Глебов — это актер интуиции, импровизации, актер своей непознанной стихии. Он работал так легко, как птица летает, как дышат люди, не задумываясь, когда делать вдох, а когда выдох. Он просто существовал в радост­ном и счастливом полете. Мне даже кажется, что и своим талантом он пользовался шутя. Он совершенно не знал, как, что и почему надо делать именно так. Природа и талант выливались из актера, как бурный, трудно сдержи­ваемый поток, режиссерам приходилось только управлять этим потоком, лишь слегка его корректируя.

Его Пранцись Пусторевич из «Паўлінкі» — классический эталон комедийного мастерства. Глебов играл в этом спек­такле более 20 лет, и всегда выпукло и ярко. А его трюк с ложками до сих пор перед моими глазами. Помните, Пусторе­вич предлагает отцу Павлинки сделать «суд-перасуд» и бьет ладонью по ложкам? Ложки взлетали, лихо перекручивались каким-то кульбитом. Это же настоящее актерское чудо!

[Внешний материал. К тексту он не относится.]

//! Nested record values
//!
//! A [`Record`] is an insertion-ordered map from field name to a
//! [`FieldValue`]. Every value is one of four shapes: null, a scalar, a
//! sequence, or a mapping. The schema engine matches on these shapes
//! exhaustively instead of probing runtime types.

use std::fmt;

use indexmap::IndexMap;
use serde_json::{Map, Number, Value};

use crate::cell::CellValue;

/// A single row of nested data, keyed by field name in insertion order
pub type Record = IndexMap<String, FieldValue>;

/// Largest integer magnitude an f64 represents exactly (2^53)
const MAX_EXACT_INT: f64 = 9_007_199_254_740_992.0;

/// A scalar leaf value
#[derive(Debug, Clone, PartialEq)]
pub enum Scalar {
    /// true / false
    Bool(bool),
    /// Any number; spreadsheets only know f64
    Number(f64),
    /// Text
    String(String),
}

/// The shape-tagged value of one record field
#[derive(Debug, Clone, PartialEq, Default)]
pub enum FieldValue {
    /// Missing or empty
    #[default]
    Null,
    /// A scalar leaf
    Scalar(Scalar),
    /// An ordered list of values
    Sequence(Vec<FieldValue>),
    /// A nested object
    Mapping(Record),
}

/// Shape category of a [`FieldValue`], used in diagnostics
#[derive(Debug, Clone, Copy, PartialEq, Eq)]
pub enum ValueKind {
    Null,
    Scalar,
    Sequence,
    Mapping,
}

impl fmt::Display for ValueKind {
    fn fmt(&self, f: &mut fmt::Formatter<'_>) -> fmt::Result {
        f.write_str(match self {
            ValueKind::Null => "null",
            ValueKind::Scalar => "scalar",
            ValueKind::Sequence => "sequence",
            ValueKind::Mapping => "mapping",
        })
    }
}

impl FieldValue {
    /// Build a string value
    pub fn string<S: Into<String>>(s: S) -> Self {
        FieldValue::Scalar(Scalar::String(s.into()))
    }

    /// Build a numeric value
    pub fn number(n: f64) -> Self {
        FieldValue::Scalar(Scalar::Number(n))
    }

    /// Build a boolean value
    pub fn bool(b: bool) -> Self {
        FieldValue::Scalar(Scalar::Bool(b))
    }

    /// The shape of this value
    pub fn kind(&self) -> ValueKind {
        match self {
            FieldValue::Null => ValueKind::Null,
            FieldValue::Scalar(_) => ValueKind::Scalar,
            FieldValue::Sequence(_) => ValueKind::Sequence,
            FieldValue::Mapping(_) => ValueKind::Mapping,
        }
    }

    /// Check for null
    pub fn is_null(&self) -> bool {
        matches!(self, FieldValue::Null)
    }

    /// Borrow the elements of a sequence
    pub fn as_sequence(&self) -> Option<&[FieldValue]> {
        match self {
            FieldValue::Sequence(items) => Some(items),
            _ => None,
        }
    }

    /// Borrow the fields of a mapping
    pub fn as_mapping(&self) -> Option<&Record> {
        match self {
            FieldValue::Mapping(fields) => Some(fields),
            _ => None,
        }
    }

    /// Read a cell as a field value
    ///
    /// Error cells become their display text.
    pub fn from_cell(cell: &CellValue) -> Self {
        match cell {
            CellValue::Empty => FieldValue::Null,
            CellValue::Boolean(b) => FieldValue::bool(*b),
            CellValue::Number(n) => FieldValue::number(*n),
            CellValue::String(s) => FieldValue::string(s.clone()),
            CellValue::Error(e) => FieldValue::string(e.as_str()),
        }
    }

    /// Render this value into a single cell
    ///
    /// Sequences and mappings cannot span cells at this depth, so they are
    /// stored as their compact JSON text.
    pub fn to_cell(&self) -> CellValue {
        match self {
            FieldValue::Null => CellValue::Empty,
            FieldValue::Scalar(Scalar::Bool(b)) => CellValue::Boolean(*b),
            FieldValue::Scalar(Scalar::Number(n)) => CellValue::Number(*n),
            FieldValue::Scalar(Scalar::String(s)) => CellValue::String(s.clone()),
            FieldValue::Sequence(_) | FieldValue::Mapping(_) => {
                CellValue::String(self.to_json().to_string())
            }
        }
    }

    /// Convert into a `serde_json` value
    ///
    /// Integral numbers within f64's exact range render as JSON integers;
    /// non-finite numbers render as null.
    pub fn to_json(&self) -> Value {
        match self {
            FieldValue::Null => Value::Null,
            FieldValue::Scalar(Scalar::Bool(b)) => Value::Bool(*b),
            FieldValue::Scalar(Scalar::Number(n)) => number_to_json(*n),
            FieldValue::Scalar(Scalar::String(s)) => Value::String(s.clone()),
            FieldValue::Sequence(items) => Value::Array(items.iter().map(Self::to_json).collect()),
            FieldValue::Mapping(fields) => Value::Object(record_to_json_map(fields)),
        }
    }

    /// Convert from a `serde_json` value
    pub fn from_json(value: Value) -> Self {
        match value {
            Value::Null => FieldValue::Null,
            Value::Bool(b) => FieldValue::bool(b),
            // Every serde_json number has an f64 approximation
            Value::Number(n) => FieldValue::number(n.as_f64().unwrap_or(f64::NAN)),
            Value::String(s) => FieldValue::string(s),
            Value::Array(items) => {
                FieldValue::Sequence(items.into_iter().map(Self::from_json).collect())
            }
            Value::Object(fields) => FieldValue::Mapping(record_from_json_map(fields)),
        }
    }
}

impl From<Scalar> for FieldValue {
    fn from(s: Scalar) -> Self {
        FieldValue::Scalar(s)
    }
}

impl From<&str> for FieldValue {
    fn from(s: &str) -> Self {
        FieldValue::string(s)
    }
}

impl From<f64> for FieldValue {
    fn from(n: f64) -> Self {
        FieldValue::number(n)
    }
}

impl From<i64> for FieldValue {
    fn from(n: i64) -> Self {
        FieldValue::number(n as f64)
    }
}

impl From<bool> for FieldValue {
    fn from(b: bool) -> Self {
        FieldValue::bool(b)
    }
}

impl From<Vec<FieldValue>> for FieldValue {
    fn from(items: Vec<FieldValue>) -> Self {
        FieldValue::Sequence(items)
    }
}

impl From<Record> for FieldValue {
    fn from(fields: Record) -> Self {
        FieldValue::Mapping(fields)
    }
}

fn number_to_json(n: f64) -> Value {
    if n.is_finite() && n.fract() == 0.0 && n.abs() < MAX_EXACT_INT {
        Value::Number(Number::from(n as i64))
    } else {
        Number::from_f64(n).map(Value::Number).unwrap_or(Value::Null)
    }
}

/// Convert a record into a JSON object map, keeping field order
pub fn record_to_json_map(record: &Record) -> Map<String, Value> {
    record
        .iter()
        .map(|(k, v)| (k.clone(), v.to_json()))
        .collect()
}

/// Convert a JSON object map into a record, keeping field order
pub fn record_from_json_map(map: Map<String, Value>) -> Record {
    map.into_iter()
        .map(|(k, v)| (k, FieldValue::from_json(v)))
        .collect()
}

#[cfg(test)]
mod tests {
    use super::*;
    use pretty_assertions::assert_eq;
    use serde_json::json;

    #[test]
    fn test_json_conversion_keeps_shape_and_order() {
        let value = json!({"z": 1, "a": [1.5, null, "x"], "m": {"k": true}});
        let field = FieldValue::from_json(value.clone());

        let fields = field.as_mapping().unwrap();
        assert_eq!(fields.keys().collect::<Vec<_>>(), vec!["z", "a", "m"]);
        assert_eq!(fields["a"].kind(), ValueKind::Sequence);
        assert_eq!(fields["m"].kind(), ValueKind::Mapping);

        assert_eq!(field.to_json(), value);
    }

    #[test]
    fn test_integral_numbers_render_as_integers() {
        assert_eq!(FieldValue::number(3.0).to_json(), json!(3));
        assert_eq!(FieldValue::number(-0.0).to_json(), json!(0));
        assert_eq!(FieldValue::number(2.25).to_json(), json!(2.25));
        assert_eq!(FieldValue::number(1e300).to_json(), json!(1e300));
        assert_eq!(FieldValue::number(f64::NAN).to_json(), Value::Null);
    }

    #[test]
    fn test_cell_conversion() {
        use crate::CellError;

        assert_eq!(FieldValue::from_cell(&CellValue::Empty), FieldValue::Null);
        assert_eq!(
            FieldValue::from_cell(&CellValue::Number(4.0)),
            FieldValue::number(4.0)
        );
        assert_eq!(
            FieldValue::from_cell(&CellValue::Error(CellError::Na)),
            FieldValue::string("#N/A")
        );

        assert_eq!(FieldValue::Null.to_cell(), CellValue::Empty);
        assert_eq!(FieldValue::bool(true).to_cell(), CellValue::Boolean(true));
        assert_eq!(
            FieldValue::Sequence(vec![FieldValue::number(1.0), FieldValue::string("a")]).to_cell(),
            CellValue::string(r#"[1,"a"]"#)
        );
    }
}
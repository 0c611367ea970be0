//! Error types for nestsheet-core

use thiserror::Error;

/// Result type alias using [`Error`]
pub type Result<T> = std::result::Result<T, Error>;

/// Errors that can occur in nestsheet-core
#[derive(Debug, Error)]
pub enum Error {
    /// Invalid cell address format
    #[error("Invalid cell address: {0}")]
    InvalidAddress(String),

    /// Invalid cell range format
    #[error("Invalid cell range: {0}")]
    InvalidRange(String),

    /// Row index out of bounds
    #[error("Row index {0} out of bounds (max: {1})")]
    RowOutOfBounds(u32, u32),

    /// Column index out of bounds
    #[error("Column index {0} out of bounds (max: {1})")]
    ColumnOutOfBounds(u16, u16),

    /// Sheet index out of bounds
    #[error("Sheet index {0} out of bounds (count: {1})")]
    SheetOutOfBounds(usize, usize),

    /// Invalid sheet name
    #[error("Invalid sheet name: {0}")]
    InvalidSheetName(String),

    /// Duplicate sheet name
    #[error("Sheet name already exists: {0}")]
    DuplicateSheetName(String),

    /// Merged cell conflict
    #[error("Range {0} overlaps an existing merged region")]
    MergedCellConflict(String),
}
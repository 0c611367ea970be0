//! JSON reader

use std::fs::File;
use std::io::{BufReader, Read};
use std::path::Path;

use serde_json::Value;

use crate::error::{JsonError, JsonResult};
use crate::options::JsonReadOptions;
use nestsheet_core::record::record_from_json_map;
use nestsheet_core::Record;

/// JSON file reader
pub struct JsonReader;

impl JsonReader {
    /// Read a JSON file into a record set
    pub fn read_file<P: AsRef<Path>>(path: P, options: &JsonReadOptions) -> JsonResult<Vec<Record>> {
        let path = path.as_ref();
        tracing::debug!(path = %path.display(), "reading json");
        let file = File::open(path)?;
        Self::read(BufReader::new(file), options)
    }

    /// Read JSON from a reader into a record set
    pub fn read<R: Read>(reader: R, options: &JsonReadOptions) -> JsonResult<Vec<Record>> {
        let document: Value = serde_json::from_reader(reader)?;
        Self::from_value(document, options)
    }

    /// Convert an already-parsed document into a record set
    pub fn from_value(document: Value, options: &JsonReadOptions) -> JsonResult<Vec<Record>> {
        let records = match document {
            Value::Array(items) => items
                .into_iter()
                .enumerate()
                .map(|(index, item)| match item {
                    Value::Object(fields) => Ok(record_from_json_map(fields)),
                    _ => Err(JsonError::NotAnObject { index }),
                })
                .collect::<JsonResult<Vec<_>>>()?,
            Value::Object(fields) if options.allow_single_object => {
                vec![record_from_json_map(fields)]
            }
            other => {
                return Err(JsonError::NotAnArray {
                    found: kind_name(&other),
                })
            }
        };

        tracing::debug!(records = records.len(), "parsed record set");
        Ok(records)
    }
}

fn kind_name(value: &Value) -> &'static str {
    match value {
        Value::Null => "null",
        Value::Bool(_) => "a boolean",
        Value::Number(_) => "a number",
        Value::String(_) => "a string",
        Value::Array(_) => "an array",
        Value::Object(_) => "an object",
    }
}
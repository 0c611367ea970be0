//! # nestsheet-schema
//!
//! Nested-schema inference between sheets and record sets.
//!
//! - [`classify`] and [`materialize`] read a sheet whose merged headers
//!   describe nested fields back into records.
//! - [`analyze`] infers a [`RecordSchema`] from value shapes and
//!   [`SheetLayout`] places it on a sheet.
//! - [`reconcile`] unions a new record set with previously written records.
//!
//! ## Example
//!
//! ```rust
//! use nestsheet_core::{FieldValue, Record, Worksheet};
//! use nestsheet_schema::{read_records, write_records, AnalyzeOptions};
//!
//! let mut addr = Record::new();
//! addr.insert("city".into(), FieldValue::string("Oslo"));
//! addr.insert("zip".into(), FieldValue::string("0150"));
//! let mut record = Record::new();
//! record.insert("id".into(), FieldValue::number(1.0));
//! record.insert("addr".into(), FieldValue::Mapping(addr));
//!
//! let mut sheet = Worksheet::new("Sheet1");
//! write_records(&[record.clone()], &mut sheet, &AnalyzeOptions::default()).unwrap();
//!
//! // "addr" spans two columns of row 1; its fields label row 2
//! assert_eq!(sheet.merged_regions().len(), 2);
//! assert_eq!(read_records(&sheet), vec![record]);
//! ```

pub mod analyzer;
pub mod classifier;
pub mod error;
pub mod layout;
pub mod materializer;
pub mod reconcile;
pub mod schema;

pub use analyzer::{analyze, analyze_with, AnalyzeOptions};
pub use classifier::{classify, split_suffix};
pub use error::{SchemaError, SchemaResult};
pub use layout::{ColumnLayout, SheetLayout};
pub use materializer::materialize;
pub use reconcile::{merge_key, reconcile, reconcile_on, resolve, MergeMode};
pub use schema::{Column, FlatMember, RecordSchema, SheetSchema, StructArray, StructElement};

use nestsheet_core::{Record, Worksheet};

/// Classify a sheet and read its data rows as records
pub fn read_records(sheet: &Worksheet) -> Vec<Record> {
    let schema = classify(sheet);
    materialize(sheet, &schema)
}

/// Analyze a record set and lay it out on an empty sheet
///
/// Returns the schema the layout was derived from.
pub fn write_records(
    records: &[Record],
    sheet: &mut Worksheet,
    options: &AnalyzeOptions,
) -> SchemaResult<RecordSchema> {
    let schema = analyze_with(records, options)?;
    let layout = SheetLayout::synthesize(&schema)?;
    layout.write_sheet(sheet, records)?;
    Ok(schema)
}
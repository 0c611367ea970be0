//! Cell-related types and utilities
//!
//! This module contains:
//! - [`CellValue`] - The value stored in a cell
//! - [`CellAddress`] - A cell's location (e.g., "A1")
//! - [`CellRange`] - A range of cells (e.g., "A1:B10")
//! - [`CellStorage`] - Sparse storage backing a worksheet

mod address;
mod storage;
mod value;

pub use address::{CellAddress, CellRange, CellRangeIterator};
pub use storage::CellStorage;
pub use value::{CellError, CellValue};
impl XlsxReader {
    /// Read a workbook from a file path
    pub fn read_file<P: AsRef<Path>>(path: P) -> XlsxResult<Workbook> {
        let path = path.as_ref();
        tracing::debug!(path = %path.display(), "reading xlsx");
        let file = File::open(path)?;
        Self::read(file)
    }

    /// Read a workbook from a reader
    pub fn read<R: Read + Seek>(reader: R) -> XlsxResult<Workbook> {
        let mut archive = zip::ZipArchive::new(reader)?;

        // Verify this is an XLSX file
        if archive.by_name("[Content_Types].xml").is_err() {
            return Err(XlsxError::InvalidFormat(
                "Missing [Content_Types].xml".into(),
            ));
        }

        let shared_strings = Self::read_shared_strings(&mut archive)?;
        let (sheet_info, active_tab) = Self::read_workbook_xml(&mut archive)?;
        let sheet_paths = Self::read_workbook_rels(&mut archive)?;

        let mut workbook = Workbook::empty();

        for (name, r_id) in &sheet_info {
            let Some(path) = sheet_paths.get(r_id) else {
                tracing::warn!(sheet = %name, r_id = %r_id, "sheet has no worksheet relationship");
                continue;
            };
            let sheet_idx = workbook.add_worksheet_with_name(name)?;
            let worksheet = workbook
                .worksheet_mut(sheet_idx)
                .ok_or_else(|| XlsxError::InvalidFormat(format!("Sheet '{}' vanished", name)))?;
            Self::read_worksheet(&mut archive, path, worksheet, &shared_strings)?;
        }

        // Ensure at least one sheet exists
        if workbook.is_empty() {
            workbook.add_worksheet_with_name("Sheet1")?;
        }

        if active_tab < workbook.sheet_count() {
            workbook.set_active_sheet(active_tab)?;
        } else {
            tracing::warn!(
                active_tab,
                sheets = workbook.sheet_count(),
                "activeTab out of range, using first sheet"
            );
        }

        Ok(workbook)
    }

    /// Read the shared strings table
    fn read_shared_strings<R: Read + Seek>(
        archive: &mut zip::ZipArchive<R>,
    ) -> XlsxResult<Vec<String>> {
        let mut strings = Vec::new();

        let file = match archive.by_name("xl/sharedStrings.xml") {
            Ok(f) => f,
            Err(_) => return Ok(strings), // No shared strings is valid
        };

        let reader = BufReader::new(file);
        let mut xml_reader = Reader::from_reader(reader);
        // Leading and trailing spaces inside <t> are data
        xml_reader.trim_text(false);

        let mut buf = Vec::new();
        let mut current_string = String::new();
        let mut in_si = false;
        let mut in_t = false;
        let mut in_phonetic = false;

        loop {
            match xml_reader.read_event_into(&mut buf) {
                Ok(Event::Start(e)) => match e.local_name().as_ref() {
                    b"si" => {
                        in_si = true;
                        current_string.clear();
                    }
                    b"rPh" => in_phonetic = true,
                    b"t" if in_si && !in_phonetic => in_t = true,
                    _ => {}
                },
                Ok(Event::Empty(e)) if e.local_name().as_ref() == b"si" => {
                    strings.push(String::new());
                }
                Ok(Event::End(e)) => match e.local_name().as_ref() {
                    b"si" => {
                        strings.push(decode_excel_escapes(&current_string));
                        current_string.clear();
                        in_si = false;
                    }
                    b"rPh" => in_phonetic = false,
                    b"t" => in_t = false,
                    _ => {}
                },
                Ok(Event::Text(e)) if in_t => {
                    if let Ok(text) = e.unescape() {
                        current_string.push_str(&text);
                    }
                }
                Ok(Event::Eof) => break,
                Err(e) => return Err(XlsxError::Xml(e)),
                _ => {}
            }
            buf.clear();
        }

        Ok(strings)
    }

    /// Read workbook.xml to get sheet names, rIds and the active tab
    fn read_workbook_xml<R: Read + Seek>(
        archive: &mut zip::ZipArchive<R>,
    ) -> XlsxResult<(Vec<(String, String)>, usize)> {
        let file = archive
            .by_name("xl/workbook.xml")
            .map_err(|_| XlsxError::MissingPart("xl/workbook.xml".into()))?;

        let reader = BufReader::new(file);
        let mut xml_reader = Reader::from_reader(reader);
        xml_reader.trim_text(true);

        let mut buf = Vec::new();
        let mut sheets = Vec::new();
        let mut active_tab = 0;

        loop {
            match xml_reader.read_event_into(&mut buf) {
                Ok(Event::Empty(e)) | Ok(Event::Start(e)) => match e.local_name().as_ref() {
                    b"sheet" => {
                        if let (Some(name), Some(r_id)) =
                            (attr_value(&e, b"name"), attr_value(&e, b"r:id"))
                        {
                            sheets.push((name, r_id));
                        }
                    }
                    b"workbookView" => {
                        if let Some(tab) =
                            attr_value(&e, b"activeTab").and_then(|s| s.parse::<usize>().ok())
                        {
                            active_tab = tab;
                        }
                    }
                    _ => {}
                },
                Ok(Event::Eof) => break,
                Err(e) => return Err(XlsxError::Xml(e)),
                _ => {}
            }
            buf.clear();
        }

        Ok((sheets, active_tab))
    }

    /// Read workbook.xml.rels to get sheet file paths
    fn read_workbook_rels<R: Read + Seek>(
        archive: &mut zip::ZipArchive<R>,
    ) -> XlsxResult<HashMap<String, String>> {
        let file = archive
            .by_name("xl/_rels/workbook.xml.rels")
            .map_err(|_| XlsxError::MissingPart("xl/_rels/workbook.xml.rels".into()))?;

        let reader = BufReader::new(file);
        let mut xml_reader = Reader::from_reader(reader);
        xml_reader.trim_text(true);

        let mut buf = Vec::new();
        let mut rels = HashMap::new();

        loop {
            match xml_reader.read_event_into(&mut buf) {
                Ok(Event::Empty(e)) | Ok(Event::Start(e))
                    if e.local_name().as_ref() == b"Relationship" =>
                {
                    let id = attr_value(&e, b"Id");
                    let target = attr_value(&e, b"Target");
                    let rel_type = attr_value(&e, b"Type");

                    // Only include worksheet relationships
                    if let (Some(id), Some(target), Some(rel_type)) = (id, target, rel_type) {
                        if rel_type.ends_with("/worksheet") {
                            // Target is relative to xl/ folder
                            let full_path = match target.strip_prefix('/') {
                                Some(absolute) => absolute.to_string(),
                                None => format!("xl/{}", target),
                            };
                            rels.insert(id, full_path);
                        }
                    }
                }
                Ok(Event::Eof) => break,
                Err(e) => return Err(XlsxError::Xml(e)),
                _ => {}
            }
            buf.clear();
        }

        Ok(rels)
    }

    /// Read a worksheet from the archive
    fn read_worksheet<R: Read + Seek>(
        archive: &mut zip::ZipArchive<R>,
        path: &str,
        worksheet: &mut Worksheet,
        shared_strings: &[String],
    ) -> XlsxResult<()> {
        let file = archive
            .by_name(path)
            .map_err(|_| XlsxError::MissingPart(path.to_string()))?;

        let reader = BufReader::new(file);
        let mut xml_reader = Reader::from_reader(reader);
        xml_reader.trim_text(false);

        let mut buf = Vec::new();

        // Current cell state
        let mut cursor = CellCursor::default();
        let mut current_addr: Option<CellAddress> = None;
        let mut current_cell_type: Option<String> = None;
        let mut current_value: Option<String> = None;
        let mut in_cell = false;
        let mut in_value = false;
        let mut in_inline_str = false;
        let mut in_inline_text = false;
        let mut in_phonetic = false;

        loop {
            match xml_reader.read_event_into(&mut buf) {
                Ok(Event::Start(e)) => match e.local_name().as_ref() {
                    b"row" => Self::process_row(worksheet, &e, &mut cursor)?,
                    b"c" => {
                        in_cell = true;
                        current_addr = Some(cursor.place(attr_value(&e, b"r").as_deref())?);
                        current_cell_type = attr_value(&e, b"t");
                        current_value = None;
                    }
                    b"v" if in_cell => {
                        in_value = true;
                        current_value = Some(String::new());
                    }
                    b"is" if in_cell => {
                        // An inline string with no text runs is still ""
                        in_inline_str = true;
                        current_value = Some(String::new());
                        current_cell_type = Some("inlineStr".to_string());
                    }
                    b"rPh" if in_inline_str => in_phonetic = true,
                    b"t" if in_inline_str && !in_phonetic => in_inline_text = true,
                    _ => {}
                },
                Ok(Event::End(e)) => match e.local_name().as_ref() {
                    b"c" => {
                        if let Some(addr) = current_addr.take() {
                            Self::process_cell(
                                worksheet,
                                addr,
                                current_cell_type.as_deref(),
                                current_value.as_deref(),
                                shared_strings,
                            )?;
                        }
                        in_cell = false;
                    }
                    b"v" => in_value = false,
                    b"is" => in_inline_str = false,
                    b"rPh" => in_phonetic = false,
                    b"t" if in_inline_str => in_inline_text = false,
                    _ => {}
                },
                Ok(Event::Text(e)) if in_value || in_inline_text => {
                    if let Ok(text) = e.unescape() {
                        current_value.get_or_insert_with(String::new).push_str(&text);
                    }
                }
                Ok(Event::Empty(e)) => match e.local_name().as_ref() {
                    b"dimension" => Self::process_dimension(worksheet, &e)?,
                    b"row" => Self::process_row(worksheet, &e, &mut cursor)?,
                    b"c" => {
                        // A valueless cell still occupies its position
                        let addr = cursor.place(attr_value(&e, b"r").as_deref())?;
                        worksheet.extend_dimension(addr.row, addr.col)?;
                    }
                    b"is" if in_cell => {
                        current_value = Some(String::new());
                        current_cell_type = Some("inlineStr".to_string());
                    }
                    b"mergeCell" => {
                        if let Some(ref_str) = attr_value(&e, b"ref") {
                            match CellRange::parse(&ref_str) {
                                Ok(range) => {
                                    if let Err(err) = worksheet.merge_cells(&range) {
                                        tracing::warn!(range = %ref_str, error = %err, "skipping merged region");
                                    }
                                }
                                Err(err) => {
                                    tracing::warn!(range = %ref_str, error = %err, "invalid merged region");
                                }
                            }
                        }
                    }
                    _ => {}
                },
                Ok(Event::Eof) => break,
                Err(e) => return Err(XlsxError::Xml(e)),
                _ => {}
            }
            buf.clear();
        }

        tracing::debug!(
            sheet = worksheet.name(),
            cells = worksheet.cell_count(),
            merges = worksheet.merged_regions().len(),
            "read worksheet"
        );

        Ok(())
    }

    /// `<dimension ref="A1:C5"/>` declares the sheet extent
    fn process_dimension(worksheet: &mut Worksheet, e: &BytesStart<'_>) -> XlsxResult<()> {
        if let Some(ref_str) = attr_value(e, b"ref") {
            match CellRange::parse(&ref_str) {
                Ok(range) => worksheet.extend_dimension(range.end.row, range.end.col)?,
                Err(err) => {
                    tracing::warn!(dimension = %ref_str, error = %err, "ignoring invalid dimension");
                }
            }
        }
        Ok(())
    }

    /// A `<row r="N">` element makes row N part of the sheet even when empty
    ///
    /// Rows without `r` follow the previous row.
    fn process_row(
        worksheet: &mut Worksheet,
        e: &BytesStart<'_>,
        cursor: &mut CellCursor,
    ) -> XlsxResult<()> {
        let row_num = attr_value(e, b"r").and_then(|s| s.parse::<u32>().ok());
        let row = cursor.start_row(row_num);
        worksheet.extend_dimension(row, 0)?;
        Ok(())
    }

    /// Process a cell and add it to the worksheet
    fn process_cell(
        worksheet: &mut Worksheet,
        addr: CellAddress,
        cell_type: Option<&str>,
        value: Option<&str>,
        shared_strings: &[String],
    ) -> XlsxResult<()> {
        let Some(value) = value else {
            worksheet.extend_dimension(addr.row, addr.col)?;
            return Ok(());
        };

        let cell_value = match cell_type {
            // Shared string
            Some("s") => {
                let idx: usize = value.trim().parse().map_err(|_| {
                    XlsxError::Parse(format!("Invalid shared string index: {}", value))
                })?;
                let s = shared_strings.get(idx).ok_or_else(|| {
                    XlsxError::Parse(format!("Shared string index {} out of bounds", idx))
                })?;
                CellValue::String(s.clone())
            }

            // Boolean
            Some("b") => {
                let v = value.trim();
                CellValue::Boolean(v == "1" || v.eq_ignore_ascii_case("true"))
            }

            // Error
            Some("e") => CellError::parse(value.trim())
                .map(CellValue::Error)
                .unwrap_or_else(|| CellValue::String(value.to_string())),

            // Inline string, or a formula's cached string result
            Some("inlineStr") | Some("str") => CellValue::String(decode_excel_escapes(value)),

            // Number (default type or explicit "n")
            None | Some("n") => match value.trim().parse::<f64>() {
                Ok(n) => CellValue::Number(n),
                Err(_) => CellValue::String(value.to_string()),
            },

            // Unknown type - treat as string
            Some(other) => {
                tracing::trace!(cell = %addr, cell_type = other, "unknown cell type");
                CellValue::String(value.to_string())
            }
        };

        worksheet.set_cell_value_at(addr.row, addr.col, cell_value)?;
        Ok(())
    }
}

Ну, а про его Тулягу без восклицательных знаков и говорить нельзя. Туляга был неповторим, а его «дробненькая», семенящая походка и голова, которая все время куда-то пряталась, как у страуса, говорили о характере героя выразительнее любых слов. Конечно, надо отдать должное самой пьесе, написанной едко, остро и талантливо. Каждый ее персонаж был словно списан Кондратом Крапивой с наших актеров. Тетя Катя — Ржецкая, Горлохватский - Рахленко, жена Горлохватского — Полло — стопроцентное попадание, а Туляга — Глебов — вообще шедевр. Самым высоким достижением в этом спектакле я называю роль Глебова. Это была идеальная актерская работа. Это была поэзия! «Поэзия трусости», если можно так сказать. Он так искрение нарисовал своего Тулягу, в любви к нему показал его таким несчастным и таким счастливым, таким богатым и бедным, таким одаренным и одновременно бездарным, что мне казалось, Крапива не сам придумывад этого Тулягу, а списывал с исполнения Глеба Павловича.